Journal of hematology & oncology (2017-04-01)
P Balsas, A Esteve-Arenys, J Roldán, L Jiménez, V Rodríguez, J G Valero, A Chamorro-Jorganes, R Puig de la Bellacasa, J Teixidó, A Matas-Céspedes, A Moros, A Martínez, E Campo, A Sáez-Borderías, J I Borrell, P Pérez-Galán, D Colomer, G Roué
RÉSUMÉ

Pharmacological inhibition of B cell receptor (BCR) signaling has recently emerged as an effective approach in a wide range of B lymphoid neoplasms. However, despite promising clinical activity of the first Bruton's kinase (Btk) and spleen tyrosine kinase (Syk) inhibitors, a small fraction of patients tend to develop progressive disease after initial response to these agents. We evaluated the antitumor activity of IQS019, a new BCR kinase inhibitor with increased affinity for Btk, Syk, and Lck/Yes novel tyrosine kinase (Lyn), in a set of 34 B lymphoid cell lines and primary cultures, including samples with acquired resistance to the first-in-class Btk inhibitor ibrutinib. Safety and efficacy of the compound were then evaluated in two xenograft mouse models of B cell lymphoma.
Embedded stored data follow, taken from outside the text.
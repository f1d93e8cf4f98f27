//! # wd-core
//!
//! Error definitions and default settings shared by every crate in the
//! workingdays workspace.

#![warn(missing_docs)]
#![forbid(unsafe_code)]

// ── Public modules ───────────────────────────────────────────────────────────

/// Error types and the `ensure!` macro.
pub mod errors;

/// Default country / subdivision settings.
pub mod settings;

// ── Re-exports for convenience ────────────────────────────────────────────────

pub use errors::{Error, Result};
pub use settings::{Settings, DEFAULT_COUNTRY, DEFAULT_SUBDIVISION, NO_SUBDIVISION};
IQS019 simultaneously engaged a rapid and dose-dependent de-phosphorylation of both constitutive and IgM-activated Syk, Lyn, and Btk, leading to impaired cell proliferation, reduced CXCL12-dependent cell migration, and induction of caspase-dependent apoptosis. Accordingly, B cell lymphoma-bearing mice receiving IQS019 presented a reduced tumor outgrowth characterized by a decreased mitotic index and a lower infiltration of malignant cells in the spleen, in tight correlation with downregulation of phospho-Syk, phospho-Lyn, and phospho-Btk. More interestingly, IQS019 showed improved efficacy in vitro and in vivo when compared to the first-in-class Btk inhibitor ibrutinib, and was active in cells with acquired resistance to this latest. These results define IQS019 as a potential drug candidate for a variety of B lymphoid neoplasms, including cases with acquired resistance to current BCR-targeting therapies.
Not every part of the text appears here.